- Try it -
Look through the listing below and report the lines that have the word "active" in them.
Exercise material Start Marker
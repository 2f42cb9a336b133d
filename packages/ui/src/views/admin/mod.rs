//! Admin dashboard: header, tab bar and the active tab's panel.

mod agents;
mod policies;
mod records;

use dioxus::prelude::*;

use crate::admin::{load_collections, AdminState, Tab};
use crate::banner::NotificationBanner;
use crate::notification::Notifier;
use crate::session::{use_app, LogoutButton};

pub use agents::AgentsPanel;
pub use policies::PoliciesPanel;
pub use records::{PolicyLogsPanel, RecordsTable, StatsPanel};

#[component]
pub fn AdminDashboard() -> Element {
    let app = use_app();
    let mut state = use_signal(|| {
        let mut state = AdminState::default();
        state.set_user(app.session.user_name());
        state
    });
    let notifier = use_signal(Notifier::new);

    // Load all collections on mount
    let _ = use_resource(move || {
        let backend = app.backend();
        async move {
            let data = load_collections(&backend).await;
            tracing::info!(
                agents = data.agents.len(),
                policies = data.policies.len(),
                "Dashboard loaded"
            );
            state.write().data = data;
        }
    });

    let snapshot = state.read();
    let tab = snapshot.tab;
    let admin_name = snapshot.admin_name.clone();
    let initials = snapshot.admin_initials.clone();
    let stats = snapshot.stats();
    let customers = snapshot.data.customers.clone();
    let claims = snapshot.data.claims.clone();
    let logs = snapshot.data.policy_logs.clone();
    drop(snapshot);
    let tabs: Vec<(Tab, &str)> = Tab::ALL
        .into_iter()
        .map(|t| (t, if t == tab { "tab active" } else { "tab" }))
        .collect();

    rsx! {
        div {
            class: "admin-layout",

            header {
                class: "admin-header",
                h2 { "InsurePortal Admin" }
                div {
                    class: "admin-user",
                    span { class: "avatar", "{initials}" }
                    span { "{admin_name}" }
                    LogoutButton { class: "secondary-btn" }
                }
            }

            nav {
                class: "tab-bar",
                for (candidate, class) in tabs {
                    button {
                        class: class,
                        onclick: move |_| state.write().tab = candidate,
                        {candidate.label()}
                    }
                }
            }

            main {
                class: "admin-content",
                NotificationBanner { notifier }
                {match tab {
                    Tab::Dashboard => rsx! { StatsPanel { stats } },
                    Tab::Agents => rsx! { AgentsPanel { state, notifier } },
                    Tab::Policies => rsx! { PoliciesPanel { state, notifier } },
                    Tab::Customers => rsx! { RecordsTable { title: "customers", rows: customers } },
                    Tab::Claims => rsx! { RecordsTable { title: "claims", rows: claims } },
                    Tab::PolicyLogs => rsx! { PolicyLogsPanel { logs } },
                }}
            }
        }
    }
}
Exercise material End Marker
- Task output -
//! Admin dashboard: header, tab bar and the active tab's panel.
        .map(|t| (t, if t == tab { "tab active" } else { "tab" }))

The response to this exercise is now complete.